The Myanmar authorities continue to arrest and imprison activists and human rights defenders simply for peacefully exercising their right to freedom of expression, which is enshrined in Article 19 of the Universal Declaration of Human Rights. Amnesty International is concerned about a number of laws in Myanmar which arbitrarily restrict the right to freedom of expression, including Section 505 of the Penal Code and Section 66(d) of the 2013 Telecommunications Act.

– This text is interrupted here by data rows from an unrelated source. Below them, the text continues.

// This Source Code Form is subject to the terms of the Mozilla Public
// License, v. 2.0. If a copy of the MPL was not distributed with this
// file, You can obtain one at https://mozilla.org/MPL/2.0/.

//! Draw orchestration.
//!
//! Decides how much of a building's output must be rebuilt by comparing the
//! current state against the snapshot taken after the previous draw, then
//! runs the pipeline at that level:
//!
//! * Full — path, template, or transition changes; everything is rebuilt
//!   into a staging subtree that replaces the old output only on success.
//! * PartsOnly — corner/gable/margin/replacement selection changed while
//!   solids are disabled; segment volumes are kept, part instances redone.
//! * MaterialsOnly — nothing else changed; only the material pass runs.
//!
//! Selection changes while solids are enabled force a full rebuild: boolean
//! parts were consumed into the segment volumes and cannot be re-placed.
//!
//! The snapshot is refreshed at the end of every draw, success or failure,
//! so a failed draw is not retried at full strength forever.

use crate::building::Building;
use crate::catalog::TemplateCatalog;
use crate::error::{Error, Result};
use crate::placement::{place_parts, PlacedPart};
use crate::segment::resolve_segments;
use crate::solids::{compose_solids, SegmentVolume, SolidReport};
use crate::template::Template;
use crate::volume::build_segment_volume;
use rustc_hash::FxHashMap;
use townrow_kernel::{NodeKey, NodeKind, Scene, SolidKey};

pub use crate::solids::{NoProgress, ProgressSink};

/// How much of the output the draw pass rebuilt.
#[derive(Debug, Clone, Copy, PartialEq, Eq)]
pub enum RebuildKind {
    Full,
    PartsOnly,
    MaterialsOnly,
}

/// Outcome of one draw pass.
#[derive(Debug, Clone)]
pub struct DrawReport {
    pub kind: RebuildKind,
    /// Straight segments in the resolved path (transitions excluded).
    pub segments: usize,
    /// Nodes in the output subtree, root included.
    pub nodes: usize,
    pub solids: SolidReport,
}

/// Draws `building` into `scene` using its template from `catalog`.
///
/// On failure the previous output subtree is left untouched.
pub fn draw(
    scene: &mut Scene,
    catalog: &TemplateCatalog,
    building: &mut Building,
    progress: &mut dyn ProgressSink,
) -> Result<DrawReport> {
    let result = draw_inner(scene, catalog, building, progress);
    // Refreshed even on failure, otherwise the same failing diff would keep
    // forcing full rebuilds on every subsequent draw
    building.update_snapshot();
    result
}

fn draw_inner(
    scene: &mut Scene,
    catalog: &TemplateCatalog,
    building: &mut Building,
    progress: &mut dyn ProgressSink,
) -> Result<DrawReport> {
    let template = catalog
        .get(&building.template_id)
        .ok_or_else(|| Error::MissingTemplate {
            id: building.template_id.clone(),
        })?;

    let kind = decide_rebuild(building, &template);
    tracing::debug!(template = template.id.as_str(), ?kind, "draw pass");

    let (segments, solids) = match kind {
        RebuildKind::Full => full_rebuild(scene, &template, building, progress)?,
        RebuildKind::PartsOnly => (parts_rebuild(scene, &template, building)?, SolidReport::default()),
        RebuildKind::MaterialsOnly => (0, SolidReport::default()),
    };

    propagate_materials(scene, building);

    let nodes = building
        .output()
        .map(|root| scene.descendants(root).len() + 1)
        .unwrap_or(0);

    Ok(DrawReport {
        kind,
        segments,
        nodes,
        solids,
    })
}

fn decide_rebuild(building: &Building, template: &Template) -> RebuildKind {
    let Some(previous) = building.snapshot() else {
        return RebuildKind::Full;
    };
    if building.output().is_none() {
        return RebuildKind::Full;
    }
    let current = building.make_snapshot();
    if previous.structural_differs(&current) {
        RebuildKind::Full
    } else if previous.selection_differs(&current) {
        // Corner-part chamfer preferences make some selection changes
        // geometric: when the effective transition plan shifts, the
        // segment volumes themselves are stale
        if current.solids_enabled()
            || previous.transition_plan(template) != current.transition_plan(template)
        {
            RebuildKind::Full
        } else {
            RebuildKind::PartsOnly
        }
    } else {
        RebuildKind::MaterialsOnly
    }
}

/// Rebuilds everything. All fallible geometry work happens before the scene
/// is touched; materialization goes into a staging group that replaces the
/// old output only once it is complete.
fn full_rebuild(
    scene: &mut Scene,
    template: &Template,
    building: &mut Building,
    progress: &mut dyn ProgressSink,
) -> Result<(usize, SolidReport)> {
    let plan = building.transition_plan(template);
    let resolved = resolve_segments(
        &building.path,
        building.end_angles,
        building.back_along_path,
        &plan,
    )?;

    let mut volumes = Vec::with_capacity(resolved.segments.len() + resolved.transitions.len());
    for seg in resolved.segments.iter().chain(resolved.transitions.iter()) {
        volumes.push(SegmentVolume {
            segment: seg.clone(),
            solid: build_segment_volume(template, seg, building.back_along_path)?,
        });
    }

    let mut placed = place_parts(template, building, &resolved)?;

    let solids = if building.solids_enabled && template.has_solids() {
        compose_solids(template, &mut volumes, &mut placed, progress)?
    } else {
        SolidReport::default()
    };

    let staging = scene.add_group(None, building.template_id.clone());
    scene.set_allow_nested_materials(staging, true);
    match materialize(scene, staging, template, &volumes, &placed) {
        Ok(()) => {
            if let Some(old) = building.output() {
                scene.remove_subtree(old);
            }
            building.set_output(Some(staging));
            Ok((resolved.segments.len(), solids))
        }
        Err(e) => {
            scene.remove_subtree(staging);
            Err(e)
        }
    }
}

/// Fills `root` with per-segment groups, each holding the segment volume
/// instance followed by its part instances.
fn materialize(
    scene: &mut Scene,
    root: NodeKey,
    template: &Template,
    volumes: &[SegmentVolume],
    placed: &[PlacedPart],
) -> Result<()> {
    let mut part_groups: FxHashMap<usize, NodeKey> = FxHashMap::default();

    for v in volumes {
        let name = if v.segment.is_transition {
            format!("corner_{}", v.segment.index)
        } else {
            format!("segment_{}", v.segment.index)
        };
        let group = scene.add_group(Some(root), name);
        scene.set_allow_nested_materials(group, true);
        let solid = scene.add_solid(v.solid.clone());
        scene.add_instance(group, solid, v.segment.frame)?;
        if !v.segment.is_transition {
            part_groups.insert(v.segment.index, group);
        }
    }

    add_part_instances(scene, root, template, placed, &part_groups)
}

/// Adds one instance per placed part, sharing the body solid between
/// instances of the same part.
fn add_part_instances(
    scene: &mut Scene,
    root: NodeKey,
    template: &Template,
    placed: &[PlacedPart],
    part_groups: &FxHashMap<usize, NodeKey>,
) -> Result<()> {
    let mut bodies: FxHashMap<String, SolidKey> = FxHashMap::default();

    for p in placed {
        let Some(part) = template.part(&p.part_name) else {
            tracing::warn!(part = p.part_name.as_str(), "placed part missing from template");
            continue;
        };
        let solid = *bodies
            .entry(part.name.clone())
            .or_insert_with(|| scene.add_solid(part.body.clone()));
        let parent = part_groups.get(&p.segment).copied().unwrap_or(root);
        let instance = scene.add_instance(parent, solid, p.transform)?;
        scene.init_instance(instance, part.material.clone(), Some(p.part_name.clone()));
    }

    Ok(())
}

/// Re-places part instances, keeping the segment volumes in place. Only
/// valid while solids are disabled: with solids on, boolean parts were
/// consumed into the volumes and a selection change forces a full rebuild.
fn parts_rebuild(
    scene: &mut Scene,
    template: &Template,
    building: &Building,
) -> Result<usize> {
    let Some(root) = building.output() else {
        // decide_rebuild only picks PartsOnly when output exists
        return Ok(0);
    };

    let plan = building.transition_plan(template);
    let resolved = resolve_segments(
        &building.path,
        building.end_angles,
        building.back_along_path,
        &plan,
    )?;
    let placed = place_parts(template, building, &resolved)?;

    // Part instances carry their source part name; volume instances do not
    for key in scene.descendants(root) {
        if scene.source_part(key).is_some() {
            scene.remove_subtree(key);
        }
    }

    let mut part_groups: FxHashMap<usize, NodeKey> = FxHashMap::default();
    for child in scene.children(root).to_vec() {
        let Some(name) = scene.group_name(child) else {
            continue;
        };
        if let Some(index) = name
            .strip_prefix("segment_")
            .and_then(|s| s.parse::<usize>().ok())
        {
            part_groups.insert(index, child);
        }
    }

    add_part_instances(scene, root, template, &placed, &part_groups)?;
    Ok(resolved.segments.len())
}

/// Applies the building's material substitutions over the output subtree.
///
/// Instances whose original material has a substitution get the replacement
/// applied; everything else is restored to its original material, so
/// clearing a substitution takes effect on the next draw. Groups flagged to
/// disallow nested materials stop the walk; the root never does.
fn propagate_materials(scene: &mut Scene, building: &Building) {
    let Some(root) = building.output() else {
        return;
    };
    let subs = building.material_substitutions();

    let mut updates: Vec<(NodeKey, Option<String>)> = Vec::new();
    let mut worklist = vec![root];
    while let Some(key) = worklist.pop() {
        let Some(node) = scene.node(key) else {
            continue;
        };
        match &node.kind {
            NodeKind::Group {
                children,
                allow_nested_materials,
                ..
            } => {
                if key == root || *allow_nested_materials {
                    worklist.extend_from_slice(children);
                }
            }
            NodeKind::Instance {
                original_material, ..
            } => {
                let replacement = original_material.as_ref().and_then(|m| subs.get(m));
                updates.push((key, replacement.cloned()));
            }
        }
    }

    for (key, replacement) in updates {
        match replacement {
            Some(material) => scene.set_material(key, Some(material)),
            None => scene.restore_material(key),
        }
    }
}
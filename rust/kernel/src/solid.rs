// This Source Code Form is subject to the terms of the Mozilla Public
// License, v. 2.0. If a copy of the MPL was not distributed with this
// file, You can obtain one at https://mozilla.org/MPL/2.0/.

//! Face/edge/vertex solid meshes.
//!
//! A [`Solid`] owns its vertices, edges, and faces in slot maps with stable
//! generational keys, plus bidirectional adjacency (edge → bounding faces).
//! Faces are planar loops with optional hole loops. Elements are hidden, not
//! deleted, so shared boundary faces survive as merge seams.

use crate::error::{Error, Result};
use crate::geom::{
    self, newell_normal, point_in_polygon, project_to_2d, project_to_2d_with_basis, signed_area,
    Plane,
};
use crate::keys::{EdgeKey, FaceKey, VertexKey};
use crate::trimesh::TriMesh;
use crate::TOLERANCE;
use nalgebra::{Matrix4, Point3, Vector3};
use rustc_hash::FxHashMap;
use slotmap::SlotMap;
use smallvec::SmallVec;

/// Data stored for a vertex: a point in 3D space.
#[derive(Debug, Clone)]
pub struct Vertex {
    pub position: Point3<f64>,
}

/// Data stored for an edge: a line segment between two vertices.
#[derive(Debug, Clone)]
pub struct Edge {
    pub start: VertexKey,
    pub end: VertexKey,
    pub hidden: bool,
}

/// Data stored for a face: a planar region bounded by one outer loop and
/// zero or more hole loops, all expressed as vertex sequences.
#[derive(Debug, Clone)]
pub struct Face {
    pub outer: Vec<VertexKey>,
    pub holes: Vec<Vec<VertexKey>>,
    pub normal: Vector3<f64>,
    pub hidden: bool,
    pub material: Option<String>,
}

/// Quantized position used for vertex deduplication.
type QuantizedPoint = (i64, i64, i64);

fn quantize(p: &Point3<f64>) -> QuantizedPoint {
    (
        (p.x / TOLERANCE).round() as i64,
        (p.y / TOLERANCE).round() as i64,
        (p.z / TOLERANCE).round() as i64,
    )
}

/// A solid mesh with adjacency.
#[derive(Debug, Clone, Default)]
pub struct Solid {
    vertices: SlotMap<VertexKey, Vertex>,
    edges: SlotMap<EdgeKey, Edge>,
    faces: SlotMap<FaceKey, Face>,

    // Lookup indices
    position_index: FxHashMap<QuantizedPoint, VertexKey>,
    edge_index: FxHashMap<(VertexKey, VertexKey), EdgeKey>,

    // Upward adjacency: edge → bounding faces
    edge_faces: FxHashMap<EdgeKey, SmallVec<[FaceKey; 2]>>,
}
// This Source Code Form is subject to the terms of the Mozilla Public
// License, v. 2.0. If a copy of the MPL was not distributed with this
// file, You can obtain one at https://mozilla.org/MPL/2.0/.

//! Townhouse building synthesis engine.
//!
//! Stretches a reusable template cross-section along a horizontal path,
//! adapting its parametric sub-parts (windows, corners, gables, roof cuts)
//! to each resulting segment, optionally fusing solid geometry and punching
//! openings across multiple faces at once.
//!
//! Pipeline, driven by [`draw`]:
//!
//! 1. [`segment`] — per-path-edge frames, boundary planes, chamfer cuts
//! 2. [`volume`] — template volume sheared into each segment
//! 3. [`placement`] — corner / gable / align / spread / replacement parts
//! 4. [`solids`] — ordered booleans and the multi-face opening cutter
//! 5. material propagation over the output subtree
//!
//! Geometry lives in [`townrow_kernel`]; this crate only orchestrates it.

pub mod building;
pub mod catalog;
pub mod draw;
pub mod error;
pub mod placement;
pub mod segment;
pub mod solids;
pub mod template;
pub mod volume;

pub use building::{Building, CornerTransition, DrawSnapshot, Side};
pub use catalog::TemplateCatalog;
pub use draw::{draw, DrawReport, NoProgress, ProgressSink, RebuildKind};
pub use error::{Error, Result};
pub use segment::{resolve_segments, Segment};
pub use template::{
    AlignAnchor, ChamferStyle, CornerMode, Part, PartKind, SolidOp, SolidTag, SpreadCount,
    SpreadRounding, Template,
};
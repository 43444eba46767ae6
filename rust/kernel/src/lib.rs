// This Source Code Form is subject to the terms of the Mozilla Public
// License, v. 2.0. If a copy of the MPL was not distributed with this
// file, You can obtain one at https://mozilla.org/MPL/2.0/.

//! Townrow geometry kernel
//!
//! Face/edge/vertex solid meshes with adjacency, planar cuts, self-merge,
//! csgrs-backed booleans, and a scene graph of groups and instances.
//! The building synthesis engine (`townrow-engine`) drives everything in
//! this crate; nothing here knows about paths, templates, or parts.

pub mod error;
pub mod geom;
pub mod keys;
pub mod scene;
pub mod solid;
pub mod transform;
pub mod trimesh;

// Re-export nalgebra types for convenience
pub use nalgebra::{Matrix4, Point2, Point3, Vector2, Vector3};

pub use error::{Error, Result};
pub use geom::{newell_normal, point_in_polygon, project_to_2d, Plane};
pub use keys::{EdgeKey, FaceKey, NodeKey, SolidKey, VertexKey};
pub use scene::{Node, NodeKind, Scene};
pub use solid::{Edge, Face, Solid, Vertex};
pub use transform::{frame_from_origin_x, is_mirrored, midpoint_transform, rotate_about_z, skew_axes};
pub use trimesh::TriMesh;

/// Global up direction. All building geometry treats +Z as vertical.
pub const UP: Vector3<f64> = Vector3::new(0.0, 0.0, 1.0);

/// Geometric tolerance for position comparisons, in model units.
pub const TOLERANCE: f64 = 1e-6;
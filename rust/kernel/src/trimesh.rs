// This Source Code Form is subject to the terms of the Mozilla Public
// License, v. 2.0. If a copy of the MPL was not distributed with this
// file, You can obtain one at https://mozilla.org/MPL/2.0/.

//! Triangle mesh output format.
//!
//! Flat buffers suitable for handing to a renderer. Structural editing
//! happens on [`crate::Solid`]; a `TriMesh` is a one-way export.

use nalgebra::{Point3, Vector3};

/// Triangle mesh
#[derive(Debug, Clone, Default)]
pub struct TriMesh {
    /// Vertex positions (x, y, z)
    pub positions: Vec<f64>,
    /// Vertex normals (nx, ny, nz)
    pub normals: Vec<f64>,
    /// Triangle indices (i0, i1, i2)
    pub indices: Vec<u32>,
}

impl TriMesh {
    /// Create a new empty mesh
    pub fn new() -> Self {
        Self::default()
    }

    /// Create a mesh with capacity
    pub fn with_capacity(vertex_count: usize, index_count: usize) -> Self {
        Self {
            positions: Vec::with_capacity(vertex_count * 3),
            normals: Vec::with_capacity(vertex_count * 3),
            indices: Vec::with_capacity(index_count),
        }
    }

    /// Add a vertex with normal
    #[inline]
    pub fn add_vertex(&mut self, position: Point3<f64>, normal: Vector3<f64>) {
        self.positions.push(position.x);
        self.positions.push(position.y);
        self.positions.push(position.z);
        self.normals.push(normal.x);
        self.normals.push(normal.y);
        self.normals.push(normal.z);
    }

    /// Add a triangle
    #[inline]
    pub fn add_triangle(&mut self, i0: u32, i1: u32, i2: u32) {
        self.indices.push(i0);
        self.indices.push(i1);
        self.indices.push(i2);
    }

    /// Merge another mesh into this one
    pub fn merge(&mut self, other: &TriMesh) {
        if other.is_empty() {
            return;
        }
        let vertex_offset = (self.positions.len() / 3) as u32;
        self.positions.extend_from_slice(&other.positions);
        self.normals.extend_from_slice(&other.normals);
        self.indices
            .extend(other.indices.iter().map(|&i| i + vertex_offset));
    }

    /// Get vertex count
    #[inline]
    pub fn vertex_count(&self) -> usize {
        self.positions.len() / 3
    }

    /// Get triangle count
    #[inline]
    pub fn triangle_count(&self) -> usize {
        self.indices.len() / 3
    }

    /// Check if mesh is empty
    #[inline]
    pub fn is_empty(&self) -> bool {
        self.positions.is_empty()
    }

    /// Calculate bounds (min, max)
    pub fn bounds(&self) -> (Point3<f64>, Point3<f64>) {
        if self.is_empty() {
            return (Point3::origin(), Point3::origin());
        }

        let mut min = Point3::new(f64::MAX, f64::MAX, f64::MAX);
        let mut max = Point3::new(f64::MIN, f64::MIN, f64::MIN);
        self.positions.chunks_exact(3).for_each(|chunk| {
            let (x, y, z) = (chunk[0], chunk[1], chunk[2]);
            min.x = min.x.min(x);
            min.y = min.y.min(y);
            min.z = min.z.min(z);
            max.x = max.x.max(x);
            max.y = max.y.max(y);
            max.z = max.z.max(z);
        });
        (min, max)
    }
}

The UN Standard Minimum Rules for the Treatment of Prisoners (the Nelson Mandela Rules) state that the provision of health care for prisoners is a State responsibility and that all prisons shall ensure prompt access to medical attention in urgent cases. Health-care services for detainees should be organized in a way that ensures continuity of treatment and care and prisoners who require specialized treatment or surgery should be transferred to specialized institutions or to civil hospitals.

The Myanmar military continues to wield significant economic and political power in the country. It operates independently of civilian oversight, effectively shielding members of the military from accountability. Under Myanmar’s 2008 Constitution, the military also has a guaranteed 25 per cent of seats in Parliament, giving it an effective veto over key Constitutional amendments. It also controls the three key ministries of Defence, Border Affairs, and Home Affairs.